Durant cette période, j'habitais Barbès et je me suis retrouvé très vite en contact avec la drogue, surtout l'héroïne. Or, j'etais très timide, très introverti et les shoots me permettait d'oublier la timidité. Avec ça, je me sentais très puissant. Ça me donnait aussi la pèche dans mon boulot. Je pouvais comme ça affirmer ma personnalité ! Je travaillais alors encore plus vite, et je gagnais encore plus d’argent.

Je me suis marié et nous avons attendu un enfant. En 88, j'appris que j'étais séropositif et çà m'a foutu un sacré coup. Je craignais que l'enfant le soit aussi. Notre fils est né quelques mois après, et par chance, il était négatif. Les médecins m'avaient donné six ans de survie. J'étais complètement effondré. Je ne pouvais plus me projeter dans l'avenir. Plus de projets, plus d'avenir. Pour ma femme, cela a été pire encore : moi, je pensais que je n’allais pas vivre, elle pensait que j’allais mourir. Je voulais à cette époque ouvrir un bar. Ma femme m'a quitté et j’ai plongé. Plus rien ne m'intéressait. Plus rien n'avait d'importance.

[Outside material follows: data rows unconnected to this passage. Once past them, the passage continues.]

//! CLI command implementations

pub mod challenge;
pub mod init;
pub mod member;
pub mod points;
pub mod sweep;

use std::path::{Path, PathBuf};
use std::sync::Arc;

use anyhow::{Context, Result};

use loyalty_engine::{LoyaltyConfig, LoyaltyDb, LoyaltyService, SystemClock};

/// Config and database locations, resolved from global flags
pub struct Paths {
    pub config: PathBuf,
    pub db: PathBuf,
}

impl Paths {
    pub fn new(config: Option<PathBuf>, db: Option<PathBuf>) -> Self {
        Self {
            config: config.unwrap_or_else(LoyaltyConfig::global_config_path),
            db: db.unwrap_or_else(|| LoyaltyConfig::global_config_dir().join("ledger.db")),
        }
    }

    pub fn load_config(&self) -> Result<LoyaltyConfig> {
        LoyaltyConfig::load_from(&self.config)
    }
}

/// Load config, open the ledger and build the service
pub fn open_service(paths: &Paths) -> Result<LoyaltyService> {
    let config = paths.load_config()?;
    open_service_with(&config, &paths.db)
}

pub fn open_service_with(config: &LoyaltyConfig, db_path: &Path) -> Result<LoyaltyService> {
    let db = LoyaltyDb::open(db_path)?;
    LoyaltyService::new(config, db, Arc::new(SystemClock))
        .with_context(|| format!("Failed to start engine on {}", db_path.display()))
}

J'avais l'impression d'être déjà mort. Je suis tombé dans une sacrée galère, après ça.

Tu sais, les toxs comme moi, ils cherchent un peu l'extrême, le bonheur absolu comme dans l'amour. J’ai toujours été un peu extrémiste, à chercher une espèce d’absolu. C'est un peu pareil comme trip. C'est super fort. Et puis ils essaient de savoir jusqu'où ils peuvent aller. S'ils vont trop loin, c'est alors la recherche du suicide, l'envie de côtoyer la mort.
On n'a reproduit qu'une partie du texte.